奈米矽摻雜碳化矽金氧半發光二極體

Abstract

本論文中，利用 PECVD 隨著調變(甲烷+矽甲基烷)/(甲烷+矽烷+矽甲基烷+氬氣)的流量比成長，得到富矽碳化矽與富碳碳化矽薄膜。由 XPS 的分析發現在相同的流量比下，成長碳化矽薄膜前通入氬氣降低腔體氧氣的含量，可以把碳化矽薄膜的氧含量從 33.9 降到 9.2%，得到比較高的矽含量以及比較低的 Igraphite-like sp2 C-C /Idiamond-like sp3 C-C 比值，有效降低薄膜電阻率以及捕捉載的缺陷密度。由於薄膜碳含量的增加，造成 PL 光譜隨著組成比提高產生藍位移以及 FTIR 頻譜中 Si-CH3 從896 cm-1位移到 922 cm-1 。經由熱退火處理後由於 Si-Si/Si-C 鍵解量改變以及晶格不匹配，分別造成薄膜厚度變薄以及薄膜表面略為龜裂。當流量比從 90%降低 70%時，碳化矽薄膜片電阻從 4.8×108 (Ω/sq.) 降低到3.18×106 (Ω/sq.)。 本研究亦利用磊晶富矽碳化矽薄膜成功製作了富矽碳化矽的發光二極體元件，其結構為 Al/p-Si/i-SiC with Si-nc/n-SiC/ITO。經由增加基板溫度從 300oC 到 650oC優化薄膜結晶性且組成比不隨薄膜深度改變，使得熱退火過程中避免氧原子侵入到碳化矽薄膜。高機板溫度磊晶元件可分別增強元件輸出功率從 5.4 nW 增加到 22.7 nW、優化能量轉化效率由 1.6×10-8 增加到 7.2 ×10-8以及提高外部量子效率由 1.6×10-7 增加到 2.5×10-7。EL 頻譜分析得到此富矽碳化矽發光二極體為中心波長570 nm 譜寬約 240nm 的橘黃色光源。
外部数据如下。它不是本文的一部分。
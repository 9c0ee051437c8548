//! Frame sources feeding the driver.
//!
//! Video files and capture devices are decoded by an `ffmpeg` subprocess on a
//! reader thread; whole frames cross a bounded channel so the render thread
//! never sees a partially written frame. Still images are decoded once with
//! `image`.

use std::io::Read;
use std::path::{Path, PathBuf};
use std::process::{Child, Command, Stdio};
use std::sync::mpsc::{self, Receiver, TryRecvError};
use std::thread::{self, JoinHandle};

use anyhow::{anyhow, bail, Context, Result};
use image::ImageReader;
use tracing::{debug, info, warn};

use crate::error_codes::{CodedError, RESOURCE_SOURCE_UNAVAILABLE};

const FRAME_CHANNEL_DEPTH: usize = 2;
const IMAGE_EXTENSIONS: &[&str] = &["png", "jpg", "jpeg", "webp"];

/// One decoded frame, tightly packed RGBA8, top row first.
#[derive(Debug, Clone, PartialEq, Eq)]
pub struct VideoFrame {
    pub width: u32,
    pub height: u32,
    pub rgba: Vec<u8>,
}

impl VideoFrame {
    pub fn new(width: u32, height: u32, rgba: Vec<u8>) -> Result<Self> {
        let expected = frame_byte_len(width, height)?;
        if rgba.len() != expected {
            bail!(
                "frame {}x{} needs {} bytes of rgba, got {}",
                width,
                height,
                expected,
                rgba.len()
            );
        }
        Ok(Self {
            width,
            height,
            rgba,
        })
    }

    pub fn solid(width: u32, height: u32, color: [u8; 4]) -> Self {
        let rgba = color
            .iter()
            .copied()
            .cycle()
            .take(width as usize * height as usize * 4)
            .collect();
        Self {
            width,
            height,
            rgba,
        }
    }

    pub fn pixel(&self, x: u32, y: u32) -> Option<[u8; 4]> {
        if x >= self.width || y >= self.height {
            return None;
        }
        let start = ((y * self.width + x) * 4) as usize;
        let mut pixel = [0; 4];
        pixel.copy_from_slice(&self.rgba[start..start + 4]);
        Some(pixel)
    }
}

fn frame_byte_len(width: u32, height: u32) -> Result<usize> {
    (width as usize)
        .checked_mul(height as usize)
        .and_then(|pixels| pixels.checked_mul(4))
        .ok_or_else(|| anyhow!("frame size {width}x{height} overflows"))
}

/// A producer of decoded frames, polled once per tick.
pub trait FrameSource {
    fn label(&self) -> &str;

    /// Pull any frames decoded since the last call. Never blocks.
    fn poll(&mut self) {}

    /// Frame dimensions, once known.
    fn dimensions(&self) -> Option<(u32, u32)>;

    /// Latest frame, or `None` while nothing has been decoded yet.
    fn current_frame(&self) -> Option<&VideoFrame>;

    /// Exclusive sources (capture devices) must be released before another
    /// one is acquired.
    fn is_exclusive(&self) -> bool {
        false
    }

    fn release(&mut self) {}
}

pub struct StillImageSource {
    label: String,
    frame: VideoFrame,
}

impl StillImageSource {
    pub fn open(path: &Path) -> Result<Self> {
        let image = ImageReader::open(path)
            .with_context(|| format!("failed opening {}", path.display()))?
            .decode()
            .with_context(|| format!("failed decoding {}", path.display()))?
            .into_rgba8();
        let (width, height) = image.dimensions();
        let frame = VideoFrame::new(width, height, image.into_raw())?;
        Ok(Self {
            label: path.display().to_string(),
            frame,
        })
    }

    pub fn from_frame(label: impl Into<String>, frame: VideoFrame) -> Self {
        Self {
            label: label.into(),
            frame,
        }
    }
}
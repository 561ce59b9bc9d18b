//! Environment variable parsing utilities
//!
//! Lenient parsers with defaults. Invalid values never fail startup, they
//! fall back to the default and log a warning.

use tracing::warn;

/// Parse a boolean environment variable
///
/// Accepts `true` and `false` in any case, surrounding whitespace ignored.
/// Missing or empty variables yield `default`.
///
/// # Example
/// ```ignore
/// let enabled = parse_env_bool("OTEL_RUST_METRICS_DB_STATEMENT_TRACKING", true);
/// ```
pub fn parse_env_bool(key: &str, default: bool) -> bool {
    let Some(raw) = std::env::var(key).ok() else {
        return default;
    };

    match parse_bool(&raw) {
        Some(value) => value,
        None if raw.trim().is_empty() => default,
        None => {
            warn!(
                variable = key,
                value = %raw,
                default,
                "Invalid boolean in environment, using default"
            );
            default
        }
    }
}

/// Parse a comma separated list, trimming entries and dropping empty ones
pub fn parse_env_list(key: &str) -> Vec<String> {
    std::env::var(key)
        .map(|raw| split_list(&raw))
        .unwrap_or_default()
}

pub(crate) fn parse_bool(value: &str) -> Option<bool> {
    let value = value.trim();
    if value.eq_ignore_ascii_case("true") {
        Some(true)
    } else if value.eq_ignore_ascii_case("false") {
        Some(false)
    } else {
        None
    }
}

pub(crate) fn split_list(value: &str) -> Vec<String> {
    value
        .split(',')
        .map(str::trim)
        .filter(|entry| !entry.is_empty())
        .map(str::to_string)
        .collect()
}
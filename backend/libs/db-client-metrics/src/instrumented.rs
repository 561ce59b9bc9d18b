//! Instrumented driver façade
//!
//! Drop-in wrappers around a [`Connector`], its connections and statements.
//! Each timed call runs the pre-hook, awaits the wrapped driver, then runs the
//! post-hook exactly once with the call's outcome before handing the result
//! back unchanged.
//!
//! # Example
//! ```no_run
//! use db_client_metrics::{DbMetrics, InstrumentedConnector, MetricsConfig, OtelMetricsSink, SqliteConnector};
//! use std::sync::Arc;
//!
//! # async fn run() -> Result<(), db_client_metrics::DriverError> {
//! let metrics = Arc::new(DbMetrics::new(
//!     &MetricsConfig::from_env(),
//!     Arc::new(OtelMetricsSink::global()),
//! ));
//! let connector = InstrumentedConnector::new(SqliteConnector::new(), metrics.clone());
//!
//! let mut conn = connector.connect("sqlite::memory:").await?;
//! conn.exec("CREATE TABLE t (id INTEGER)").await?;
//! let mut stmt = conn.prepare("SELECT id FROM t").await?;
//! stmt.execute(&[]).await?;
//!
//! metrics.clean_up_connections();
//! # Ok(())
//! # }
//! ```

use crate::binder::{DbMetrics, OperationOutcome, Tracked};
use crate::driver::{Connector, DbConnection, DbStatement, ReturnedRows, SqlParam};
use crate::error::DriverResult;
use crate::store::EntityRef;
use std::future::Future;
use std::panic::Location;
use std::sync::Arc;

pub struct InstrumentedConnector<C> {
    inner: C,
    metrics: Arc<DbMetrics>,
}

impl<C: Connector> InstrumentedConnector<C> {
    pub fn new(inner: C, metrics: Arc<DbMetrics>) -> Self {
        Self { inner, metrics }
    }

    /// Open a connection, recording `db.client.connection.create_time` and
    /// the connection count
    #[track_caller]
    pub fn connect<'a>(
        &'a self,
        dsn: &'a str,
    ) -> impl Future<Output = DriverResult<InstrumentedConnection<C::Connection>>> + 'a {
        let caller = Location::caller();
        async move {
            let entity = self.metrics.tracker().new_connection();

            self.metrics.before_call(&entity);
            let result = self.inner.connect(dsn).await;
            self.metrics
                .after_connect(&entity, dsn, result.as_ref().err(), Some(caller));

            result.map(|inner| InstrumentedConnection {
                inner,
                handle: Arc::new(ConnectionHandle {
                    entity,
                    metrics: Arc::clone(&self.metrics),
                }),
            })
        }
    }

    pub fn metrics(&self) -> &Arc<DbMetrics> {
        &self.metrics
    }
}

/// Identity of an open connection, shared by the wrapper and its statements
///
/// The last holder to go away counts the connection as closed.
struct ConnectionHandle {
    entity: EntityRef,
    metrics: Arc<DbMetrics>,
}

impl Drop for ConnectionHandle {
    fn drop(&mut self) {
        self.metrics.connection_closed(&self.entity);
    }
}

/// Connection wrapper
///
/// The connection counts as closed once the wrapper and every statement
/// prepared from it are dropped.
pub struct InstrumentedConnection<C> {
    inner: C,
    handle: Arc<ConnectionHandle>,
}

impl<C: DbConnection> InstrumentedConnection<C> {
    #[track_caller]
    pub fn query<'a>(&'a mut self, sql: &'a str) -> impl Future<Output = DriverResult<C::Rows>> + 'a {
        let caller = Location::caller();
        async move {
            let ConnectionHandle { entity, metrics } = &*self.handle;
            metrics.before_call(entity);
            let result = self.inner.query(sql).await;
            metrics.after_operation(
                entity,
                OperationOutcome {
                    statement: Some(sql),
                    returned_rows: result.as_ref().ok().map(|rows| rows.returned_rows()),
                    error: result.as_ref().err(),
                    caller: Some(caller),
                },
            );
            result
        }
    }

    #[track_caller]
    pub fn exec<'a>(&'a mut self, sql: &'a str) -> impl Future<Output = DriverResult<u64>> + 'a {
        let caller = Location::caller();
        async move {
            let ConnectionHandle { entity, metrics } = &*self.handle;
            metrics.before_call(entity);
            let result = self.inner.exec(sql).await;
            metrics.after_operation(
                entity,
                OperationOutcome {
                    statement: Some(sql),
                    returned_rows: result.as_ref().ok().copied(),
                    error: result.as_ref().err(),
                    caller: Some(caller),
                },
            );
            result
        }
    }

    /// Prepare a statement bound to this connection; not timed
    pub async fn prepare(&mut self, sql: &str) -> DriverResult<InstrumentedStatement<C::Statement>> {
        let inner = self.inner.prepare(sql).await?;

        let metrics = &self.handle.metrics;
        let entity = metrics.tracker().new_statement();
        metrics.after_prepare(&entity, &self.handle.entity);

        Ok(InstrumentedStatement {
            inner,
            entity,
            connection: Arc::clone(&self.handle),
        })
    }
}

impl<C> InstrumentedConnection<C> {
    /// Wrapped driver connection; calls made on it directly are not measured
    pub fn get_ref(&self) -> &C {
        &self.inner
    }

    pub fn get_mut(&mut self) -> &mut C {
        &mut self.inner
    }
}

impl<C> Tracked for InstrumentedConnection<C> {
    fn entity(&self) -> &EntityRef {
        &self.handle.entity
    }
}

/// Prepared statement wrapper; keeps its connection's identity alive
pub struct InstrumentedStatement<S> {
    inner: S,
    entity: EntityRef,
    connection: Arc<ConnectionHandle>,
}

impl<S: DbStatement> InstrumentedStatement<S> {
    #[track_caller]
    pub fn execute<'a>(
        &'a mut self,
        params: &'a [SqlParam],
    ) -> impl Future<Output = DriverResult<S::Rows>> + 'a {
        let caller = Location::caller();
        async move {
            let metrics = &self.connection.metrics;
            metrics.before_call(&self.entity);
            let result = self.inner.execute(params).await;
            metrics.after_operation(
                &self.entity,
                OperationOutcome {
                    statement: Some(self.inner.query_string()),
                    returned_rows: result.as_ref().ok().map(|rows| rows.returned_rows()),
                    error: result.as_ref().err(),
                    caller: Some(caller),
                },
            );
            result
        }
    }

    pub fn query_string(&self) -> &str {
        self.inner.query_string()
    }
}

impl<S> InstrumentedStatement<S> {
    pub fn get_ref(&self) -> &S {
        &self.inner
    }
}

impl<S> Tracked for InstrumentedStatement<S> {
    fn entity(&self) -> &EntityRef {
        &self.entity
    }
}
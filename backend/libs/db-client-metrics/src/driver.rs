//! Database driver abstraction
//!
//! The instrumentation wraps any driver that implements these traits. The
//! shape follows a classic client: a connector opening connections from a
//! DSN, connections running ad-hoc queries and commands or preparing
//! statements, statements executed with bound parameters.

use crate::error::DriverResult;
use async_trait::async_trait;

/// Parameter bound to a prepared statement
#[derive(Debug, Clone, PartialEq)]
pub enum SqlParam {
    Null,
    Bool(bool),
    Int(i64),
    Float(f64),
    Text(String),
}

impl From<i64> for SqlParam {
    fn from(value: i64) -> Self {
        SqlParam::Int(value)
    }
}

impl From<f64> for SqlParam {
    fn from(value: f64) -> Self {
        SqlParam::Float(value)
    }
}

impl From<bool> for SqlParam {
    fn from(value: bool) -> Self {
        SqlParam::Bool(value)
    }
}

impl From<&str> for SqlParam {
    fn from(value: &str) -> Self {
        SqlParam::Text(value.to_string())
    }
}

impl From<String> for SqlParam {
    fn from(value: String) -> Self {
        SqlParam::Text(value)
    }
}

/// Result of a call that can report how many rows it produced
pub trait ReturnedRows {
    fn returned_rows(&self) -> u64;
}

impl<T> ReturnedRows for Vec<T> {
    fn returned_rows(&self) -> u64 {
        self.len() as u64
    }
}

/// Affected row count of a command
impl ReturnedRows for u64 {
    fn returned_rows(&self) -> u64 {
        *self
    }
}

#[async_trait]
pub trait Connector: Send + Sync {
    type Connection: DbConnection;

    async fn connect(&self, dsn: &str) -> DriverResult<Self::Connection>;
}

#[async_trait]
pub trait DbConnection: Send {
    type Rows: ReturnedRows + Send;
    type Statement: DbStatement;

    /// Run a query and return its rows
    async fn query(&mut self, sql: &str) -> DriverResult<Self::Rows>;

    /// Run a command and return the number of affected rows
    async fn exec(&mut self, sql: &str) -> DriverResult<u64>;

    async fn prepare(&mut self, sql: &str) -> DriverResult<Self::Statement>;
}

#[async_trait]
pub trait DbStatement: Send {
    type Rows: ReturnedRows + Send;

    /// SQL text the statement was prepared from
    fn query_string(&self) -> &str;

    async fn execute(&mut self, params: &[SqlParam]) -> DriverResult<Self::Rows>;
}

#[cfg(test)]
mod tests {
    use super::*;

    #[test]
    fn test_returned_rows() {
        assert_eq!(vec![1, 2, 3].returned_rows(), 3);
        assert_eq!(Vec::<u8>::new().returned_rows(), 0);
        assert_eq!(7u64.returned_rows(), 7);
    }

    #[test]
    fn test_param_conversions() {
        assert_eq!(SqlParam::from(1i64), SqlParam::Int(1));
        assert_eq!(SqlParam::from("x"), SqlParam::Text("x".to_string()));
        assert_eq!(SqlParam::from(true), SqlParam::Bool(true));
    }
}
We demonstrate the deposition and characterization of silicon-rich and carbon-rich amorphous silicon carbide films by plasma-enhanced chemical vapor deposition (PECVD). The oxygen quantity reduces from 33.9 to 9.2% utilizing Ar purge to eliminate the residual oxygen gas in the chamber of PECVD. From the XPS analysis, it has higher composition ratio x, lower ratio of Igraphite-like sp2 C-C /Idiamond-like sp3 C-C with Ar purge result in lower resistivity and reducing electronic defects under the some fluence ratio g. From the PL spectrum and analysis of FTIR the peak wavelength blue shift with and the rocking modes of Si-CH3 shifts from 896 to 922 cm-1 with the fluence ratio, respectively, due to Carbon atoms increases in the a-SixC1-x films. After annealing treatment, the thickness decreases and crack due to the structural relaxation and lattice mismatch, respectively. The rS and Rc increase from 3.18×106 to 4.8×108 (Ω/□) and 2.55×105 to 1.97×107 (Ω) surveyed by Transmission-Line-Model (TLM) as increasing the fluence ratio g = 70 to 90%. We prepare the Al/p-Si/i-SiC with Si-nc/n-SiC/ITO device with the different depositing substrate temperature. From the TEM result, the average diameter of the Si-nc is 2.7±0.2 nm embedded in silicon-rich SiC matrix. By combination annealing treatment under 1050oC for 30 min and PH3 doping, the resistivity decrease from 3.48×10-3 to 8.98×10-5 Ω-cm with increasing the ratio of PH3/(SiH4+CH4+SiH3CH3+Ar) from 0.6% to 5%. As depositing substrate temperature increase from 300oC to 650oC, the optical output power, power conversion ratio (PCR), and external quantum efficiency (EQE) increase from 5.4 nW to 22.7 nW, 1.6×10-8 to 7.1×10-8, and 1.6×10-7 to 2.5×10-7, respectively. It is due to the stable composition ratio x as function of vertical deep in the SixC1-x film, preventing the SixC1-x film from the incorporation of oxygen, and making the SixC1-x film crystallize after annealingtreatment, respectively. The result of the electroluminescence (EL) spectrum show the peak position is 570 nm which agree with the EL pattern.